Emergency Department Care
- If the patient shows no signs of toxicity 4 hours following an ingestion of less than 20 mg/kg, expectant management is sufficient.
- Treatment of patients with evidence of toxicity involves managing immediate life threats, administering pyridoxine, and supportive care.
- Consider gastric lavage once the airway is secured; then administer activated charcoal at a dose 10 times that of the amount of ingested INH or 50 g if the ingested dose is unknown. Lavage and activated charcoal may not be effective if administered more than 1-2 hours after an acute ingestion.
- Control of seizures generally will correct metabolic acidosis.
- Administration of sodium bicarbonate may be beneficial in severe cases.
- While INH is dialyzable, dialysis is usually unnecessary if adequate doses of anticonvulsants and pyridoxine are administered. Hemodialysis may be indicated if the patient fails to improve with standard therapy.
- Patients with clinically significant INH-associated hepatitis and progressive hepatic failure may be successfully treated with liver transplantation. INH is second only to acetaminophen among drugs resulting in hepatoxicity severe enough to warrant liver transplantation.
Consultations
- Discuss the patient's treatment with a regional poison control center or consult with a medical toxicologist.
- Obtain a psychiatric consultation in all cases of intentional overdose before discharge from hospital.
Medical management of isoniazid poisoning is directed at seizure control with pyridoxine. Benzodiazepine administration is a temporizing measure until large doses of pyridoxine are available.
Drug Category: Vitamin
Vitamins are involved in synthesis of GABA within the CNS.
| Drug Name | Pyridoxine (Nestrex) |
| Description | Vitamin B-6 and DOC for managing INH-induced seizures, metabolic acidosis, and mental status changes.

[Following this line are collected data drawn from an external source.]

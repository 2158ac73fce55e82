//! Per-cache performance counters and reporting.
//!
//! This module tracks what the cache model observes. It provides:
//! 1. **Access counters:** Read/write access and byte counts.
//! 2. **Miss counters:** Read/write misses and the derived miss rate.
//! 3. **Maintenance counters:** Writebacks and clean operations.
//!
//! The cache notifies the counters; it never reads them back, so counting
//! can never influence hit/miss decisions.

/// Performance counters for one cache.
///
/// Counters are plain fields so drivers can aggregate or export them
/// however they like; `print` renders the standard report.
#[derive(Clone, Debug, Default, PartialEq, Eq)]
pub struct CacheStats {
    name: String,
    /// Number of load accesses observed.
    pub read_accesses: u64,
    /// Number of store accesses observed.
    pub write_accesses: u64,
    /// Total bytes requested by load accesses.
    pub bytes_read: u64,
    /// Total bytes requested by store accesses.
    pub bytes_written: u64,
    /// Number of load accesses that missed.
    pub read_misses: u64,
    /// Number of store accesses that missed.
    pub write_misses: u64,
    /// Number of dirty lines written back (on eviction or explicit clean).
    pub writebacks: u64,
    /// Number of lines cleaned by `clean_invalidate`.
    pub clean_invalidates: u64,
}

impl CacheStats {
    /// Sets the display name used in reports.
    pub fn set_name(&mut self, name: &str) {
        self.name = name.to_string();
    }

    /// The display name.
    pub fn name(&self) -> &str {
        &self.name
    }

    /// Records an attempted access.
    pub fn record_access(&mut self, store: bool, bytes: u64) {
        if store {
            self.write_accesses += 1;
            self.bytes_written += bytes;
        } else {
            self.read_accesses += 1;
            self.bytes_read += bytes;
        }
    }

    /// Records a miss.
    pub fn record_miss(&mut self, store: bool) {
        if store {
            self.write_misses += 1;
        } else {
            self.read_misses += 1;
        }
    }

    /// Records a dirty-line writeback.
    pub fn record_writeback(&mut self) {
        self.writebacks += 1;
    }

    /// Records a clean operation.
    pub fn record_clean(&mut self) {
        self.clean_invalidates += 1;
    }

    /// Total accesses, loads and stores combined.
    pub fn accesses(&self) -> u64 {
        self.read_accesses + self.write_accesses
    }

    /// Total misses, loads and stores combined.
    pub fn misses(&self) -> u64 {
        self.read_misses + self.write_misses
    }

    /// Miss rate as a percentage of all accesses (0.0 when idle).
    pub fn miss_rate(&self) -> f64 {
        let total = self.accesses();
        if total == 0 {
            0.0
        } else {
            100.0 * self.misses() as f64 / total as f64
        }
    }

    /// Prints the standard statistics report to stdout.
    pub fn print(&self) {
        println!("{} cache statistics", self.name);
        println!("  bytes_read             {}", self.bytes_read);
        println!("  bytes_written          {}", self.bytes_written);
        println!("  read_accesses          {}", self.read_accesses);
        println!("  write_accesses         {}", self.write_accesses);
        println!("  read_misses            {}", self.read_misses);
        println!("  write_misses           {}", self.write_misses);
        println!("  writebacks             {}", self.writebacks);
        println!("  clean_invalidates      {}", self.clean_invalidates);
        println!("  miss_rate              {:.3}%", self.miss_rate());
    }
}
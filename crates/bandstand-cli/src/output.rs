use anyhow::Result;
use bandstand_core::PublicError;
use serde::Serialize;

/// Print a value as pretty JSON on stdout.
pub fn print_json<T: Serialize + ?Sized>(value: &T) -> Result<()> {
    println!("{}", serde_json::to_string_pretty(value)?);
    Ok(())
}

/// Print a caller-safe error on stderr.
pub fn print_error(error: &PublicError) {
    match serde_json::to_string_pretty(error) {
        Ok(json) => eprintln!("{json}"),
        Err(_) => eprintln!("Error: {}", error.message),
    }
}
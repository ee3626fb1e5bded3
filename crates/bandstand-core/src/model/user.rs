use chrono::{DateTime, Utc};
use serde::{Deserialize, Serialize};

use crate::model::ids::UserId;
use crate::validate::{Validate, Validator};

/// A registered user. Credentials live with the authentication layer,
/// not here.
#[derive(Debug, Clone, PartialEq, Eq, Serialize, Deserialize)]
pub struct User {
    pub id: UserId,
    pub name: String,
    pub email: String,
    pub created_at: DateTime<Utc>,
}

impl User {
    /// A user that has not been stored yet; `id` is assigned on insert.
    #[must_use]
    pub fn new(name: impl Into<String>, email: impl Into<String>) -> Self {
        Self {
            id: UserId::new(0),
            name: name.into(),
            email: email.into(),
            created_at: Utc::now(),
        }
    }
}

impl Validate for User {
    fn validate(&self, v: &mut Validator) {
        v.check(!self.name.is_empty(), "name", "must be provided");
        v.check(self.name.len() <= 500, "name", "must not be more than 500 bytes long");
        v.check(!self.email.is_empty(), "email", "must be provided");
        v.check(self.email.contains('@'), "email", "must be a valid email address");
    }
}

Advisable to know in advance the availability of high doses in an institution. Gram-for-gram dose based on the amount of INH ingested. |
| Adult Dose | 5 g IV over 3-5 min; repeat q5-20min until seizures resolve or patient regains consciousness |
| Pediatric Dose | 70 mg/kg IV; not to exceed 5 g |
| Contraindications | Documented hypersensitivity |
| Interactions | May decrease levodopa, phenytoin, and phenobarbital serum levels |
| Pregnancy | C - Fetal risk revealed in studies in animals but not established or not studied in humans; may use if benefits outweigh risk to fetus
|
| Precautions | >200 mg/d may precipitate withdrawal effects when medication is discontinued; may cause tachypnea, orthostatic hypotension, and seizures (rare) |
Drug Category: Anticonvulsants
Standard anticonvulsants, when used alone, may be ineffective in controlling seizures. However, consider as first-line agents while pyridoxine is being prepared. Caution in using phenytoin because INH decreases metabolism of phenytoin, placing patients, especially slow-acetylators, at risk of phenytoin toxicity.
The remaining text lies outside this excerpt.